Leggendo e rileggendo le poesie di Luca Delle Site io ho viaggiato molto. Sottili emozioni e riconoscimenti in Il mio nome è amore, dolore puro in Ascoltami, stupore per la capacità d’osservazione di Delle Site ne L’Ungaro, che mi ha fatto pensare alle parole di Flaubert: il buon Dio sta nei dettagli. Dopo la lettura di questa poesia, minuti oggetti del mio quotidiano hanno cominciato a parlarmi in modo diverso, e davvero, come dice Delle Site stesso, ho goduto dello “scoprir d’immenso che, se vuoi, si rivela dietro il rumore quotidiano della sveglia”. Ho sorriso, invece, imbattendomi nel verso di Olimpica: ho l’umor di una ferraglia / e lo sguardo / di un cipresso / senza posa. Uno stato d’animo che conosco bene. Ma ho sorriso pensando all’aspirante poeta, colui che insegue costantemente l’espressione verbale felice, il “mot juste”. Poi inciampa in un verso simile, si ferma, e con angustia sente nascere il confronto, si interroga: avrei saputo, io, esprimere questo sentimento se non meglio, almeno in modo altrettanto efficace? E desolatamente si risponde di no, perché questo verso è il paradigma del “mot juste”, e Delle Site ne partorisce una quantità invidiabile. Mi fermo qui, volutamente. Inutile descrivere capillarmente, verso per verso, i mondi che ho vissuto grazie a questo libro, sono i miei viaggi, poco contano. Importanti, invece, sono quelli che farai tu, caro lettore.
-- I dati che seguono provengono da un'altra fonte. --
// Copyright 2026 Anapaya Systems
//
// Licensed under the Apache License, Version 2.0 (the "License");
// you may not use this file except in compliance with the License.
// You may obtain a copy of the License at
//
//   http://www.apache.org/licenses/LICENSE-2.0
//
// Unless required by applicable law or agreed to in writing, software
// distributed under the License is distributed on an "AS IS" BASIS,
// WITHOUT WARRANTIES OR CONDITIONS OF ANY KIND, either express or implied.
// See the License for the specific language governing permissions and
// limitations under the License.

//! Access to the current path fields and in-place advancement of the path pointers.

use tracing::trace;

use super::RtrPkt;
use crate::{
    context::Dir,
    error::PathError,
    path::{
        model::{HopField, InfoField},
        ops::next_hop,
    },
    types::{IfId, LINE_LEN},
};

impl RtrPkt {
    /// Path section and the current info and hop field offsets relative to it
    fn path_section(&self) -> Result<(&[u8], usize, usize), PathError> {
        let end = self.cmn_hdr.hdr_len_bytes();
        if end <= self.idxs.path {
            return Err(PathError::NoPath);
        }

        let relative = |field: &'static str, off: usize| {
            off.checked_sub(self.idxs.path)
                .ok_or(PathError::UnreadableField { field, offset: off })
        };
        let inf_off = relative("info field", self.cmn_hdr.info_f_offset())?;
        let hop_off = relative("hop field", self.cmn_hdr.hop_f_offset())?;

        Ok((&self.raw()[self.idxs.path..end], inf_off, hop_off))
    }

    /// Current info field
    pub fn info_field(&self) -> Result<InfoField, PathError> {
        let (path, inf_off, _) = self.path_section()?;
        path.get(inf_off..)
            .and_then(InfoField::decode)
            .ok_or(PathError::UnreadableField {
                field: "info field",
                offset: inf_off,
            })
    }

    /// Current hop field
    pub fn hop_field(&self) -> Result<HopField, PathError> {
        let (path, _, hop_off) = self.path_section()?;
        path.get(hop_off..)
            .and_then(HopField::decode)
            .ok_or(PathError::UnreadableField {
                field: "hop field",
                offset: hop_off,
            })
    }

    /// Interface the packet is associated with at this router
    ///
    /// For packets from a neighboring AS this is the interface the packet arrived on, for all
    /// other packets the interface the current hop field sends it out on.
    pub fn if_curr(&self) -> Result<IfId, PathError> {
        let cons_dir = self.info_field()?.cons_dir();
        let hop = self.hop_field()?;
        Ok(match self.dir_from {
            Dir::External => hop.in_interface(cons_dir),
            Dir::SelfOrigin | Dir::Local => hop.out_interface(cons_dir),
        })
    }

    /// Advances the path pointers to the next hop field.
    ///
    /// Updates the common header in place and records that the path of this packet was
    /// advanced. Returns true if a segment boundary was crossed.
    pub fn inc_path(&mut self) -> Result<bool, PathError> {
        let (path, inf_off, hop_off) = self.path_section()?;
        let next = next_hop(path, inf_off, hop_off)?;

        self.cmn_hdr.curr_info_f = ((self.idxs.path + next.inf_off) / LINE_LEN) as u8;
        self.cmn_hdr.curr_hop_f = ((self.idxs.path + next.hop_off) / LINE_LEN) as u8;
        self.write_cmn_hdr();
        self.incremented_path = true;

        trace!(
            id = self.id,
            inf_off = next.inf_off,
            hop_off = next.hop_off,
            crossed_segment = next.crossed_segment,
            "Advanced path"
        );
        Ok(next.crossed_segment)
    }
}

#[cfg(test)]
mod path_tests {
    use std::net::Ipv4Addr;

    use super::*;
    use crate::{
        config::RouterConfig,
        context::RouterContext,
        path::model::{HopFieldFlags, InfoFieldFlags, Path, Segment},
        spkt::ScnPkt,
        types::{HostAddr, IsdAsn},
    };

    fn packet(path: Option<Path>, dir: Dir) -> RtrPkt {
        let ctx = RouterContext::new(RouterConfig::new(IsdAsn::new(1, 10)));
        let mut sp = ScnPkt::new(
            IsdAsn::new(1, 10),
            IsdAsn::new(2, 20),
            HostAddr::Ipv4(Ipv4Addr::new(10, 0, 0, 1)),
            HostAddr::Ipv4(Ipv4Addr::new(10, 0, 0, 2)),
        );
        sp.path = path;
        let rp = RtrPkt::from_description(&sp, Dir::SelfOrigin, &ctx).unwrap();
        RtrPkt::parse(rp.raw(), dir, None, &ctx).unwrap()
    }

    fn path() -> Path {
        let hop = |cons_ingress, cons_egress, flags| HopField {
            flags,
            cons_ingress,
            cons_egress,
            ..Default::default()
        };
        Path::from_segments(&[
            Segment::new(
                InfoField {
                    flags: InfoFieldFlags::CONS_DIR,
                    ..Default::default()
                },
                vec![
                    hop(0, 1, HopFieldFlags::empty()),
                    hop(2, 3, HopFieldFlags::XOVER),
                ],
            ),
            Segment::new(InfoField::default(), vec![hop(5, 4, HopFieldFlags::empty())]),
        ])
        .unwrap()
    }

    #[test_log::test]
    fn should_advance_pointers_in_buffer() {
        let mut rp = packet(Some(path()), Dir::External);
        assert!(!rp.incremented_path());
        assert_eq!(rp.if_curr(), Ok(0));

        assert_eq!(rp.inc_path(), Ok(false));
        assert!(rp.hop_field().unwrap().xover());
        assert_eq!(rp.if_curr(), Ok(2));

        assert_eq!(rp.inc_path(), Ok(true));
        assert!(!rp.info_field().unwrap().cons_dir());
        assert_eq!(rp.if_curr(), Ok(4));
        assert!(rp.incremented_path());

        // The pointers live in the buffer, not only in the decoded header
        let desc = rp.to_description().unwrap();
        let path = desc.path.unwrap();
        assert_eq!((path.inf_off, path.hop_off), (24, 32));

        assert_eq!(rp.inc_path(), Err(PathError::Exhausted(32)));
    }

    #[test]
    fn should_use_outbound_interface_for_local_packets() {
        let rp = packet(Some(path()), Dir::Local);
        assert_eq!(rp.if_curr(), Ok(1));
        assert_eq!(rp.arrival_interface(), None);
    }

    #[test]
    fn should_keep_arrival_interface_when_advancing() {
        let mut rp = packet(Some(path()), Dir::External);
        rp.inc_path().unwrap();
        assert_eq!(rp.if_curr(), Ok(2));
        assert_eq!(rp.arrival_interface(), Some(0));
    }

    #[test]
    fn should_report_missing_path() {
        let mut rp = packet(None, Dir::External);
        assert_eq!(rp.hop_field(), Err(PathError::NoPath));
        assert_eq!(rp.inc_path(), Err(PathError::NoPath));
        assert!(!rp.incremented_path());
    }
}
Ma uno sì, vorrei raccontartelo, vorrei dirti cosa ho trovato dietro una delle tante porte. Leggevo Olimpica. Mi soffermo su un verso: e l’uomo appare, / conosciuto, / come fosse stato scritto / poco prima. Non sembrava una gran porta. Eppure la apro, un presentimento, un campanello. Nella prima stanza trovo una antica questione letteraria: la scrittura insegue la realtà o addirittura la determina? “Come fosse stato scritto poco prima”. Le cose esistono davvero solo se hanno un nome, e se qualcuno le ha descritte. I segreti del mondo sono contenuti nella combinatoria dei segni della scrittura. Lucrezio, Pico della Mirandola, Galileo, Leibniz… No, non mi interessa granché, meglio richiudere la porta. Eppure… c’è qualcosa che brilla in un’altra stanza, cosa ha illuminato quel verso? Oh, guarda guarda, è un hrönir. E poi ricordo dove ho letto questo strano nome: Borges, Finzioni. Recupero il libro, l’avevo letto molto tempo prima, controllo. Si tratta di Tlön, un paese fantastico dove esisteva solo un linguaggio idealista. Dopo qualche secolo l’idealismo aveva cominciato a influire sulla realtà. Si potevano creare straordinari oggetti solo se qualcuno li aveva immaginati e scritti. Questi oggetti si chiamavano, appunto, hrönir. “Come fosse stato scritto poco prima”. Quell’uomo è una specie di hrönir. Ma come era fatto questo linguaggio idealista? Non aveva sostantivi, perché a Tlön non concepivano il mondo come un concorso di oggetti nello spazio, ma come una serie eterogenea di atti indipendenti. Un oggetto non aveva un senso in sé; poteva essere in un modo o in un altro, dipendeva dal sentire di chi interagiva con quell’oggetto. Dunque esistevano solo verbi e aggettivi. Il sostantivo si formava per accumulazione di aggettivi. Non si poteva dire “luna”: si diceva aereo-chiaro su scuro-rotondo o arancione-tenue, dipendeva dalle percezioni individuali. Le poesie erano appunto aggregazioni mutevoli di termini simili, qualcuna era composta da una sola enorme parola, che costituiva l’oggetto poetico. E non potremmo pensare così anche le poesie di Delle Site? Oggetti che cambiano, prismi a infiniti lati, dove il sentire personale stabilisce il significato. E ogni significato ha peculiare valore. Delle Site ha lasciato una traccia, che attraverso Borges spiega Delle Site.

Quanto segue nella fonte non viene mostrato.